Intuyo que, inteligente como fue, percibió la insinceridad de muchos de sus visitantes de la oligarquía. Aun así los toleró con buen ánimo, quizás por agradecimiento a Treves pero también porque le permitían jugar a ser normal: enzarzarse en charla menor, compartir el té, esas boludeces que la humanidad tiende a dar por sentadas y que Merrick debe haber disfrutado como nadie. Entre sus benefactores estaba una de las grandes actrices de la época, Madge Kendal. (En el film la interpreta la compañera de Mel Brooks, la legendaria Anne Bancroft.) Lynch imagina una visita de Kendal a Merrick, durante la cual le regala un ejemplar de Romeo y Julieta y, luego de escucharlo leer un parlamento en voz alta, le dice: "Señor Merrick, usted no es un hombre elefante... ¡Usted es Romeo!"
La escena plasma la misma transformación que opera en los espectadores durante la película: lo que tenemos delante, en la pantalla, sigue siendo la misma criatura trágica, pero ahora la vemos de otro modo — como una persona admirable y llena de gracia. "En la acción como un ángel, en su capacidad de comprensión como un dios. La belleza del mundo", como decía Hamlet ante Rosenkrantz y Lorenzstern, que por supuesto no entendieron de qué hablaba. Si hubiese que creer en la palabra de quienes lo frecuentaron, habría que concluir que Joseph Merrick pasó por este mundo sin hacerle mal a nadie. Lo cual es mucho más de lo que puedo decir de cierta gente.

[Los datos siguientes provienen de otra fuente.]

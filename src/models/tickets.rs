// src/models/tickets.rs

use std::collections::BTreeMap;

use chrono::{DateTime, Utc};
use rust_decimal::Decimal;
use serde::{Deserialize, Serialize};
use sqlx::FromRow;
use utoipa::ToSchema;
use uuid::Uuid;
use validator::Validate;

use crate::models::{
    auth::{Principal, RoleTag},
    modules::ModuleKey,
};

// --- Enums ---

#[derive(Debug, Clone, Copy, PartialEq, Eq, PartialOrd, Ord, Hash, Serialize, Deserialize, sqlx::Type, ToSchema)]
#[sqlx(type_name = "ticket_type", rename_all = "snake_case")]
pub enum TicketType {
    #[serde(rename = "tic")]
    Tic,
    #[serde(rename = "maintenance")]
    Maintenance,
    #[serde(rename = "threeD", alias = "3d")]
    ThreeD,
}

impl TicketType {
    pub fn prefix(&self) -> &'static str {
        match self {
            TicketType::Tic => "TIC",
            TicketType::Maintenance => "MNT",
            TicketType::ThreeD => "3D",
        }
    }

    /// Rol del equipo que gestiona este tipo de petición.
    pub fn team_role(&self) -> RoleTag {
        match self {
            TicketType::Tic => RoleTag::EquipoTic,
            TicketType::Maintenance => RoleTag::EquipoMantenimiento,
            TicketType::ThreeD => RoleTag::Equipo3d,
        }
    }

    pub fn module(&self) -> ModuleKey {
        match self {
            TicketType::Tic => ModuleKey::TicketsTic,
            TicketType::Maintenance => ModuleKey::TicketsMaintenance,
            TicketType::ThreeD => ModuleKey::Tickets3d,
        }
    }
}

#[derive(Debug, Clone, Copy, PartialEq, Eq, Default, Serialize, Deserialize, sqlx::Type, ToSchema)]
#[sqlx(type_name = "ticket_priority", rename_all = "lowercase")]
#[serde(rename_all = "lowercase")]
pub enum Priority {
    Baja,
    #[default]
    Normal,
    Alta,
    Urgente,
}

#[derive(Debug, Clone, Copy, PartialEq, Eq, PartialOrd, Ord, Hash, Serialize, Deserialize, sqlx::Type, ToSchema)]
#[sqlx(type_name = "ticket_status")]
pub enum TicketStatus {
    #[serde(rename = "pendiente_validacion")]
    #[sqlx(rename = "pendiente_validacion")]
    PendingValidation,
    #[serde(rename = "abierto")]
    #[sqlx(rename = "abierto")]
    Open,
    #[serde(rename = "en_progreso")]
    #[sqlx(rename = "en_progreso")]
    InProgress,
    #[serde(rename = "resuelto")]
    #[sqlx(rename = "resuelto")]
    Resolved,
    #[serde(rename = "cerrado")]
    #[sqlx(rename = "cerrado")]
    Closed,
    #[serde(rename = "rechazado")]
    #[sqlx(rename = "rechazado")]
    Rejected,
}

impl TicketStatus {
    pub fn as_str(&self) -> &'static str {
        match self {
            TicketStatus::PendingValidation => "pendiente_validacion",
            TicketStatus::Open => "abierto",
            TicketStatus::InProgress => "en_progreso",
            TicketStatus::Resolved => "resuelto",
            TicketStatus::Closed => "cerrado",
            TicketStatus::Rejected => "rechazado",
        }
    }

    pub fn is_finished(&self) -> bool {
        matches!(self, TicketStatus::Resolved | TicketStatus::Closed)
    }
}

// --- Ticket ---

#[derive(Debug, Clone, Serialize, FromRow, ToSchema)]
#[serde(rename_all = "camelCase")]
pub struct Ticket {
    pub id: Uuid,
    #[schema(example = "TIC-001")]
    pub ticket_number: String,
    #[serde(rename = "type")]
    pub ticket_type: TicketType,
    #[schema(example = "El proyector del aula 12 no enciende")]
    pub title: String,
    pub description: String,
    pub priority: Priority,
    pub status: TicketStatus,
    pub requested_by: String,
    pub requested_by_name: String,
    pub requested_by_department: Option<Uuid>,
    pub assigned_to: Option<String>,
    pub comments: Option<String>,
    pub created_at: DateTime<Utc>,
    pub updated_at: DateTime<Utc>,
    pub updated_by: Option<String>,
    pub resolved_at: Option<DateTime<Utc>>,
    #[schema(value_type = Option<f64>, example = 3.0)]
    pub resolution_time_hours: Option<Decimal>,
    #[schema(value_type = Option<f64>, example = 60.0)]
    pub labor_cost: Option<Decimal>,
    #[schema(value_type = Option<f64>)]
    pub equipment_cost: Option<Decimal>,
    #[schema(value_type = Option<f64>)]
    pub total_cost: Option<Decimal>,
    // Mantenimiento
    pub location: Option<String>,
    // Impresión 3D
    pub stl_url: Option<String>,
    #[schema(value_type = Option<f64>)]
    pub filament_used: Option<Decimal>,
    #[schema(value_type = Option<f64>)]
    pub print_time: Option<Decimal>,
    pub image_url: Option<String>,
    pub printed_by: Option<String>,
    pub printed_by_name: Option<String>,
}

// --- Payloads ---

#[derive(Debug, Deserialize, Validate, ToSchema)]
#[serde(rename_all = "camelCase")]
pub struct CreateTicketPayload {
    #[validate(length(min = 1, max = 200, message = "required"))]
    pub title: String,

    #[validate(length(min = 1, message = "required"))]
    pub description: String,

    #[serde(default)]
    pub priority: Priority,

    // Mantenimiento: ubicación de la incidencia
    pub location: Option<String>,

    // Impresión 3D: enlace al modelo
    #[validate(url(message = "invalid_url"))]
    pub stl_url: Option<String>,

    // El equipo de mantenimiento puede registrar la petición en nombre de otra persona
    pub on_behalf_of: Option<String>,
}

#[derive(Debug, Default, Deserialize, Validate, ToSchema)]
#[serde(rename_all = "camelCase")]
pub struct UpdateTicketPayload {
    pub status: Option<TicketStatus>,
    pub assigned_to: Option<String>,
    pub comments: Option<String>,

    #[validate(custom(function = "non_negative"))]
    #[schema(value_type = Option<f64>)]
    pub equipment_cost: Option<Decimal>,

    #[validate(custom(function = "non_negative"))]
    #[schema(value_type = Option<f64>)]
    pub total_cost: Option<Decimal>,

    #[validate(custom(function = "non_negative"))]
    #[schema(value_type = Option<f64>)]
    pub filament_used: Option<Decimal>,

    #[validate(custom(function = "non_negative"))]
    #[schema(value_type = Option<f64>)]
    pub print_time: Option<Decimal>,

    #[validate(url(message = "invalid_url"))]
    pub image_url: Option<String>,
}

fn non_negative(value: &Decimal) -> Result<(), validator::ValidationError> {
    if value.is_sign_negative() {
        let mut err = validator::ValidationError::new("negative");
        err.message = Some("negative".into());
        return Err(err);
    }
    Ok(())
}

// --- Informes ---

#[derive(Debug, Clone, Serialize, ToSchema)]
#[serde(rename_all = "camelCase")]
pub struct TicketStats {
    #[schema(example = "2025-2026")]
    pub school_year: String,
    pub total: usize,
    pub open: usize,
    pub resolved: usize,
    pub by_status: BTreeMap<String, usize>,
    #[schema(value_type = Option<f64>)]
    pub avg_resolution_hours: Option<Decimal>,
    #[schema(value_type = f64)]
    pub total_cost: Decimal,
    pub by_department: BTreeMap<String, usize>,
}

// --- Alcance de consulta ---

/// Qué peticiones de un tipo puede ver un usuario.
#[derive(Debug, Clone, PartialEq, Eq)]
pub enum TicketScope {
    All,
    // Jefatura de departamento: las propias y las del departamento
    Department { department_id: Uuid, uid: String },
    Own(String),
}

impl TicketScope {
    pub fn for_principal(ticket_type: TicketType, principal: &Principal) -> Self {
        let sees_all = principal.is_admin
            || principal.has_role(ticket_type.team_role())
            || (ticket_type == TicketType::Maintenance
                && (principal.has_role(RoleTag::EquipoDirectivo)
                    || principal.has_role(RoleTag::Director)));

        if sees_all {
            return TicketScope::All;
        }

        match principal.department_id {
            Some(department_id) if principal.has_role(RoleTag::JefeDepartamento) => {
                TicketScope::Department { department_id, uid: principal.uid.clone() }
            }
            _ => TicketScope::Own(principal.uid.clone()),
        }
    }

    /// Parámetros del filtro SQL: (solicitante, departamento). Ambos nulos = sin filtro.
    pub fn filter_params(&self) -> (Option<&str>, Option<Uuid>) {
        match self {
            TicketScope::All => (None, None),
            TicketScope::Department { department_id, uid } => (Some(uid.as_str()), Some(*department_id)),
            TicketScope::Own(uid) => (Some(uid.as_str()), None),
        }
    }

}
// src/common/i18n.rs

use std::collections::HashMap;
use std::sync::LazyLock;

pub const DEFAULT_LANG: &str = "es";

// Catálogos embebidos en el binario
const CATALOGS: [(&str, &str); 2] = [
    ("es", include_str!("../../locales/es.json")),
    ("en", include_str!("../../locales/en.json")),
];

static GLOBAL: LazyLock<I18nStore> = LazyLock::new(I18nStore::load);

/// Mensajes traducidos por idioma y clave.
#[derive(Debug, Default)]
pub struct I18nStore {
    catalogs: HashMap<String, HashMap<String, String>>,
}

impl I18nStore {
    pub fn load() -> Self {
        let mut catalogs = HashMap::new();
        for (lang, raw) in CATALOGS {
            match serde_json::from_str::<HashMap<String, String>>(raw) {
                Ok(messages) => {
                    catalogs.insert(lang.to_string(), messages);
                }
                Err(e) => tracing::error!("Catálogo '{}' inválido: {}", lang, e),
            }
        }
        Self { catalogs }
    }

    pub fn global() -> &'static I18nStore {
        &GLOBAL
    }

    /// Busca en el idioma pedido, luego en el por defecto, luego devuelve la clave.
    pub fn translate(&self, lang: &str, key: &str) -> String {
        self.lookup(lang, key)
            .or_else(|| self.lookup(DEFAULT_LANG, key))
            .unwrap_or(key)
            .to_string()
    }

    fn lookup(&self, lang: &str, key: &str) -> Option<&str> {
        self.catalogs
            .get(lang)
            .and_then(|messages| messages.get(key))
            .map(String::as_str)
    }
}

#[cfg(test)]
mod tests {
    use super::*;

    #[test]
    fn catalogs_share_the_same_keys() {
        let store = I18nStore::load();
        let es = &store.catalogs["es"];
        let en = &store.catalogs["en"];
        for key in es.keys() {
            assert!(en.contains_key(key), "falta '{}' en en.json", key);
        }
        assert_eq!(es.len(), en.len());
    }

    #[test]
    fn unknown_language_falls_back_to_spanish() {
        let store = I18nStore::load();
        assert_eq!(
            store.translate("pt", "error.slot_taken"),
            store.translate("es", "error.slot_taken")
        );
    }

    #[test]
    fn unknown_key_is_returned_as_is() {
        assert_eq!(I18nStore::global().translate("en", "no.such.key"), "no.such.key");
    }
}
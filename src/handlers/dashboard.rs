// src/handlers/dashboard.rs

use axum::{extract::State, response::IntoResponse, Json};

use crate::{
    common::error::ApiError,
    config::AppState,
    middleware::{auth::AuthenticatedUser, i18n::Locale},
    models::dashboard::DashboardSummary,
};

// GET /api/dashboard
#[utoipa::path(
    get,
    path = "/api/dashboard",
    tag = "Dashboard",
    responses(
        (status = 200, description = "Tarjetas de los módulos visibles y peticiones abiertas propias", body = DashboardSummary),
        (status = 401, description = "Sin sesión")
    ),
    security(
        ("api_jwt" = [])
    )
)]
pub async fn get_dashboard(
    State(app_state): State<AppState>,
    locale: Locale,
    AuthenticatedUser(user): AuthenticatedUser,
) -> Result<impl IntoResponse, ApiError> {
    let summary = app_state
        .dashboard_service
        .summary(&user)
        .await
        .map_err(|e| e.to_api_error(&locale, &app_state.i18n_store))?;

    Ok(Json(summary))
}
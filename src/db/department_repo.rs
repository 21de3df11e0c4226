// src/db/department_repo.rs

use std::collections::HashMap;

use sqlx::PgPool;
use uuid::Uuid;

use crate::{
    common::error::AppError,
    models::departments::{Department, DepartmentPayload},
};

#[derive(Clone)]
pub struct DepartmentRepository {
    pool: PgPool,
}

impl DepartmentRepository {
    pub fn new(pool: PgPool) -> Self {
        Self { pool }
    }

    pub async fn list(&self, include_inactive: bool) -> Result<Vec<Department>, AppError> {
        let departments = sqlx::query_as::<_, Department>(
            r#"
            SELECT id, name, code, active
            FROM departments
            WHERE active OR $1
            ORDER BY name
            "#,
        )
        .bind(include_inactive)
        .fetch_all(&self.pool)
        .await?;
        Ok(departments)
    }

    pub async fn find(&self, id: Uuid) -> Result<Option<Department>, AppError> {
        let department = sqlx::query_as::<_, Department>(
            "SELECT id, name, code, active FROM departments WHERE id = $1",
        )
        .bind(id)
        .fetch_optional(&self.pool)
        .await?;
        Ok(department)
    }

    /// Nombre de cada departamento, activo o no, para los informes.
    pub async fn names(&self) -> Result<HashMap<Uuid, String>, AppError> {
        let rows: Vec<(Uuid, String)> = sqlx::query_as("SELECT id, name FROM departments")
            .fetch_all(&self.pool)
            .await?;
        Ok(rows.into_iter().collect())
    }

    pub async fn insert(&self, payload: &DepartmentPayload) -> Result<Department, AppError> {
        let department = sqlx::query_as::<_, Department>(
            r#"
            INSERT INTO departments (name, code, active)
            VALUES ($1, $2, $3)
            RETURNING id, name, code, active
            "#,
        )
        .bind(payload.name.trim())
        .bind(payload.code.as_deref())
        .bind(payload.active)
        .fetch_one(&self.pool)
        .await?;
        Ok(department)
    }

    pub async fn update(&self, id: Uuid, payload: &DepartmentPayload) -> Result<Option<Department>, AppError> {
        let department = sqlx::query_as::<_, Department>(
            r#"
            UPDATE departments
            SET name = $2, code = $3, active = $4, updated_at = NOW()
            WHERE id = $1
            RETURNING id, name, code, active
            "#,
        )
        .bind(id)
        .bind(payload.name.trim())
        .bind(payload.code.as_deref())
        .bind(payload.active)
        .fetch_optional(&self.pool)
        .await?;
        Ok(department)
    }

    // Baja lógica: usuarios y peticiones siguen apuntando a él
    pub async fn deactivate(&self, id: Uuid) -> Result<bool, AppError> {
        let result = sqlx::query(
            "UPDATE departments SET active = FALSE, updated_at = NOW() WHERE id = $1",
        )
        .bind(id)
        .execute(&self.pool)
        .await?;
        Ok(result.rows_affected() == 1)
    }
}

Hay una frase de Herman Melville, el autor de Moby-Dick, que no cesa de crecer mientras el universo se expande: "No hay dignidad alguna en la maldad, ya sea que se vista de púrpura o con jirones; y el infierno es una democracia de demonios, donde todos son iguales". No creo que exista un infierno literal, pero entiendo que Melville captó el temor que le quita el sueño a la gente de mierda: ser condenada a vivir en un lugar donde no puede apelar a privilegio alguno para imponerse a los demás ni sentirse superior a otros. El uso mismo que Melville hace de la palabra democracia es revelador, ya que sugiere la razón por la cual la gente de mierda odia ese sistema político con toda el alma: porque cuando funciona bien, la democracia garantiza sus libertades pero les recuerda que tienen límites. El daño que se le hace a otros conscientemente no es un derecho, es un delito juzgable y condenable — una vileza, porque como dice Melville, no hay dignidad alguna en la maldad.
Como la democracia está descangallada en estos días, los poderosos hacen más putadas que nunca, sin gastarse en disimular; les basta con taparse los ojos como cuando eran chicos y jugaban, creyéndose invisibles.
Pero nosotros, que somos mayoría en todas partes, los estamos viendo.